# [What the exercise asks]
From the entries below, please gather each line containing the string "RequestNotPending".

Saved entries:
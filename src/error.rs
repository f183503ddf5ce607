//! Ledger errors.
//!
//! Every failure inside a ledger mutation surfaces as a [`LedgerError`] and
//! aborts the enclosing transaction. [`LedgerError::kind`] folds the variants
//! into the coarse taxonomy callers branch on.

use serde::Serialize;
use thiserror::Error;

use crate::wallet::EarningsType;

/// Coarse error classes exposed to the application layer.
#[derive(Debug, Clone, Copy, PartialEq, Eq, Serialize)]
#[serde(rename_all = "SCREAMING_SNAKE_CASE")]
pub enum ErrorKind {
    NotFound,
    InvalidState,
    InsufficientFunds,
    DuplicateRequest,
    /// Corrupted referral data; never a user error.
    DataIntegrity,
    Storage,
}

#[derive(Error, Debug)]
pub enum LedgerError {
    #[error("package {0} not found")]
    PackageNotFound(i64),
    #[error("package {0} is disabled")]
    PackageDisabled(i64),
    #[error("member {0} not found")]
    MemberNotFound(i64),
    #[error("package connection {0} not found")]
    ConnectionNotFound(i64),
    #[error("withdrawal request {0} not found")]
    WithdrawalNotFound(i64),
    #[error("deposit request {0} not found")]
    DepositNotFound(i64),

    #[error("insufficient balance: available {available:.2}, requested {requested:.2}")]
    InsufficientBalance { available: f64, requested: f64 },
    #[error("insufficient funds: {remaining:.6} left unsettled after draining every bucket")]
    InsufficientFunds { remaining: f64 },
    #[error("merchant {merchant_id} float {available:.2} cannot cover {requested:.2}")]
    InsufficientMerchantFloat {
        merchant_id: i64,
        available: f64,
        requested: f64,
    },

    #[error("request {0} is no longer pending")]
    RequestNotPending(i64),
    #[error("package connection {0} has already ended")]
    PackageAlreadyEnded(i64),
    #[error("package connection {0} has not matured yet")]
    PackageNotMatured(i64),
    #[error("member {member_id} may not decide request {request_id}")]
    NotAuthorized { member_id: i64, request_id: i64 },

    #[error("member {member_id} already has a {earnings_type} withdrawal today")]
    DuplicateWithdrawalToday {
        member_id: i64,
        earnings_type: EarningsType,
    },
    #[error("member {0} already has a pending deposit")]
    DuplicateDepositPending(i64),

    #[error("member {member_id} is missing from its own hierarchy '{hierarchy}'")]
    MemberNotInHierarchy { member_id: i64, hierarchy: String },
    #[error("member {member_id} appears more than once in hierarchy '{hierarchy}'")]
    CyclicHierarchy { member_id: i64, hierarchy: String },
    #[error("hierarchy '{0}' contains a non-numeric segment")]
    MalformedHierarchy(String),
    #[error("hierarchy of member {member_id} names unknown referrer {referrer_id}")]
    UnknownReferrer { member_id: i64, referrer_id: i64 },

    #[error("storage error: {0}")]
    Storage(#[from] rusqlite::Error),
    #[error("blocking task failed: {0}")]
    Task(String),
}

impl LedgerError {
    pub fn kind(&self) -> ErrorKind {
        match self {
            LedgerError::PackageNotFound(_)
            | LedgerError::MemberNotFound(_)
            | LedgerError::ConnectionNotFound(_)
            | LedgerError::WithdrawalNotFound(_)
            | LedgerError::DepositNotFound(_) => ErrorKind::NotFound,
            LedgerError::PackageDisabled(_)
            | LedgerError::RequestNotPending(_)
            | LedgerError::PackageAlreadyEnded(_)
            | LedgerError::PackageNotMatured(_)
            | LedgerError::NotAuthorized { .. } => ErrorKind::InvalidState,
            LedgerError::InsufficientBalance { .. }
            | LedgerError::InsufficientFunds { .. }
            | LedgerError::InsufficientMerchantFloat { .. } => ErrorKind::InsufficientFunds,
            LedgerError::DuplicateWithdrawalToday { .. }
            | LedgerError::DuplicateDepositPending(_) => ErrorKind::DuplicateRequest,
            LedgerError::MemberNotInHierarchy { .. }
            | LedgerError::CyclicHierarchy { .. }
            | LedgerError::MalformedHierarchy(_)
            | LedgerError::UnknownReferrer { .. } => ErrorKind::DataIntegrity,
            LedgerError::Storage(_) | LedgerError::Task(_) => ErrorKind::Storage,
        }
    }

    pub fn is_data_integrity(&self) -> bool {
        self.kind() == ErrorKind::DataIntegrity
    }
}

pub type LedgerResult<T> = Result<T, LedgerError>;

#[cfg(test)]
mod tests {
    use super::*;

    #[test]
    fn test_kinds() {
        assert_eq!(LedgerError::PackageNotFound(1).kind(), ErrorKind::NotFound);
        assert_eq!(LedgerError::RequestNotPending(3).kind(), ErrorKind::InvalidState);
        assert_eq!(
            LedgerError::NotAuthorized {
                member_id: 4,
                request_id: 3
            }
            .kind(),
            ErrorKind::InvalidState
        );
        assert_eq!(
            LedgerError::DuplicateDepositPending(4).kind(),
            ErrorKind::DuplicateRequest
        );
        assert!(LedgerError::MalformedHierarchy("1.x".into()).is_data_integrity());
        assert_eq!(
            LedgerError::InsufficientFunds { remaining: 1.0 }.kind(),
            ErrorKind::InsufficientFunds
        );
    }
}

# [Reply to the task]
    RequestNotPending(i64),
            | LedgerError::RequestNotPending(_)
        assert_eq!(LedgerError::RequestNotPending(3).kind(), ErrorKind::InvalidState);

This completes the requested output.